We have many accounts of early Christians going off into the desert. The first Christian monks were those who went into the desert for a life of solitude and prayer. Foreboding and desolate, with steep, barren mountains, dusty, rocky soil the color of bones. Jesus himself was led by the Spirit into the desert.
The season of Lent is meant to be a desert experience when we strip away the extra baggage and learn again the value of Christian simplicity.
One of the great desert fathers was blessed Macarius who lived to the ripe age of ninety in 4th century. Echoing the words of St. Paul, he said "If you die to the world and to yourself, you will begin to live with Christ."
Early in the book of Hosea, God speaks to Israel who had grown complacent, who was unfaithful in many ways, and God says, “I will lead her into the desert and speak to her heart.”

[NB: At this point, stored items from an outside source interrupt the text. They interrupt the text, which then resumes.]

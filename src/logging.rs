use tracing_subscriber::EnvFilter;

/// Initialise logging. Defaults to `info`; with `debug` enabled in the config
/// the level is `debug` and `RUST_LOG` may override it.
pub fn init(debug: bool) {
    let filter = if debug {
        EnvFilter::try_from_default_env().unwrap_or_else(|_| EnvFilter::new("debug"))
    } else {
        EnvFilter::new("info")
    };

    let _ = tracing_subscriber::fmt()
        .with_env_filter(filter)
        .with_target(false)
        .try_init();
}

The desert is a place of testing, of simplicity, but it is also meant to be a time of profound encounter with God, of God speaking to our hearts. This is why we encourage not just fasting during Lent, but prayer as well.

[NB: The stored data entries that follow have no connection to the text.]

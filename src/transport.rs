//! Upload transport
//!
//! The session only depends on [`UploadTransport`]. [`HttpTransport`] posts
//! the file as multipart form data:
//!
//! ```text
//! POST {api_url}/upload      field "file"
//! <- { "fileKey": "..." }
//! URL = {api_url}/url/{fileKey}
//! ```

use crate::error::TransportError;
use crate::media::UploadFile;
use crate::upload_session::CancelHandle;

use async_trait::async_trait;
use serde::Deserialize;
use std::sync::Arc;
use std::time::Duration;

const CHUNK_SIZE: usize = 65536; // 64KB chunks

/// Receives the fraction of the body sent so far, in `[0, 1]`.
pub type ProgressFn = Arc<dyn Fn(Option<f64>) + Send + Sync>;

#[derive(Debug, Clone, PartialEq, Eq)]
pub struct UploadReceipt {
    pub url: String,
}

#[async_trait]
pub trait UploadTransport: Send + Sync {
    /// Uploads `file`, reporting progress through `on_progress`.
    ///
    /// Must return [`TransportError::Aborted`] promptly once `cancel` fires.
    async fn upload(
        &self,
        file: UploadFile,
        cancel: CancelHandle,
        on_progress: ProgressFn,
    ) -> Result<UploadReceipt, TransportError>;
}

#[derive(Deserialize)]
struct UploadResponse {
    #[serde(rename = "fileKey")]
    file_key: String,
}

pub struct HttpTransport {
    client: reqwest::Client,
    api_url: String,
}

impl HttpTransport {
    pub fn new(api_url: &str, timeout: Duration) -> Result<Self, TransportError> {
        let client = reqwest::Client::builder().timeout(timeout).build()?;
        Ok(Self {
            client,
            api_url: api_url.trim_end_matches('/').to_string(),
        })
    }

    fn upload_endpoint(&self) -> String {
        format!("{}/upload", self.api_url)
    }

    fn file_url(&self, file_key: &str) -> String {
        format!("{}/url/{}", self.api_url, file_key)
    }

    fn body(
        file: UploadFile,
        on_progress: ProgressFn,
    ) -> Result<reqwest::multipart::Part, TransportError> {
        let total = file.bytes.len() as u64;
        let body = reqwest::Body::wrap_stream(progress_chunks(file.bytes, on_progress));

        let part = reqwest::multipart::Part::stream_with_length(body, total)
            .file_name(file.name)
            .mime_str(&file.media_type)?;

        Ok(part)
    }

    async fn send(
        &self,
        file: UploadFile,
        on_progress: ProgressFn,
    ) -> Result<UploadReceipt, TransportError> {
        let form = reqwest::multipart::Form::new().part("file", Self::body(file, on_progress)?);

        let response = self
            .client
            .post(self.upload_endpoint())
            .multipart(form)
            .send()
            .await?;

        if !response.status().is_success() {
            let status = response.status().as_u16();
            let body = response
                .text()
                .await
                .unwrap_or_else(|_| "Unknown error".to_string());
            return Err(TransportError::Status { status, body });
        }

        let text = response.text().await?;
        let parsed: UploadResponse = serde_json::from_str(&text)
            .map_err(|e| TransportError::InvalidResponse(e.to_string()))?;

        Ok(UploadReceipt {
            url: self.file_url(&parsed.file_key),
        })
    }
}

/// Splits the payload into chunks, reporting the cumulative fraction as each
/// chunk is handed to the HTTP client.
fn progress_chunks(
    bytes: Vec<u8>,
    on_progress: ProgressFn,
) -> impl futures_util::Stream<Item = Result<Vec<u8>, std::io::Error>> + Send + Sync + 'static {
    let total = bytes.len();
    let chunks: Vec<Vec<u8>> = bytes.chunks(CHUNK_SIZE).map(<[u8]>::to_vec).collect();

    let mut sent = 0usize;
    futures_util::stream::iter(chunks.into_iter().map(move |chunk| {
        sent += chunk.len();
        on_progress(Some(sent as f64 / total as f64));
        Ok(chunk)
    }))
}

#[async_trait]
impl UploadTransport for HttpTransport {
    async fn upload(
        &self,
        file: UploadFile,
        cancel: CancelHandle,
        on_progress: ProgressFn,
    ) -> Result<UploadReceipt, TransportError> {
        tracing::debug!(endpoint = %self.upload_endpoint(), name = %file.name, "Sending upload");

        tokio::select! {
            biased;
            _ = cancel.cancelled() => Err(TransportError::Aborted),
            result = self.send(file, on_progress) => result,
        }
    }
}

#[cfg(test)]
mod tests {
    use super::*;
    use std::sync::Mutex;

    fn transport() -> HttpTransport {
        HttpTransport::new("https://img.example.com/", Duration::from_secs(5)).unwrap()
    }

    #[test]
    fn test_urls() {
        let t = transport();
        assert_eq!(t.upload_endpoint(), "https://img.example.com/upload");
        assert_eq!(t.file_url("abc-123.png"), "https://img.example.com/url/abc-123.png");
    }

    #[test]
    fn test_response_parsing() {
        let parsed: UploadResponse = serde_json::from_str(r#"{"fileKey":"k1"}"#).unwrap();
        assert_eq!(parsed.file_key, "k1");
        assert!(serde_json::from_str::<UploadResponse>(r#"{"url":"x"}"#).is_err());
    }

    #[tokio::test]
    async fn test_cancelled_before_send_is_aborted() {
        let cancel = CancelHandle::new();
        cancel.cancel();

        let file = UploadFile::new("a.png", "image/png", vec![0; 10]);
        let result = transport().upload(file, cancel, Arc::new(|_| {})).await;
        assert_eq!(result, Err(TransportError::Aborted));
    }

    #[tokio::test]
    async fn test_chunks_report_cumulative_progress() {
        use futures_util::StreamExt;

        let seen = Arc::new(Mutex::new(Vec::new()));
        let sink = seen.clone();
        let on_progress: ProgressFn = Arc::new(move |f| sink.lock().unwrap().push(f));

        let bytes = vec![7u8; CHUNK_SIZE * 2 + 10];
        let chunks: Vec<_> = progress_chunks(bytes, on_progress).collect().await;
        assert_eq!(chunks.len(), 3);
        assert_eq!(chunks[2].as_ref().unwrap().len(), 10);

        let seen = seen.lock().unwrap();
        assert_eq!(seen.len(), 3);
        assert_eq!(seen[0], Some(CHUNK_SIZE as f64 / (CHUNK_SIZE * 2 + 10) as f64));
        assert_eq!(seen.last(), Some(&Some(1.0)));
    }

    #[tokio::test]
    async fn test_empty_file_reports_nothing() {
        use futures_util::StreamExt;

        let on_progress: ProgressFn = Arc::new(|_| panic!("no chunks expected"));
        let chunks: Vec<_> = progress_chunks(Vec::new(), on_progress).collect().await;
        assert!(chunks.is_empty());
    }
}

God does not need a desert to speak to us, but sometimes we do. For our hearts become so clogged with false desires. We need desert moments where we have stripped away everything unnecessary, where we approach God in nakedness and silence to hear the voice of Our Father more clearly.
We enter the desert, that we, according to the command of Christ, You may love the Lord your God with all your heart, with all your soul, with all your mind, and with all your strength. and love our neighbor as yourself.
Led by the Spirit, Jesus entered the desert. May we follow him into the desert, that we may encounter him there, for the glory of God and salvation of souls.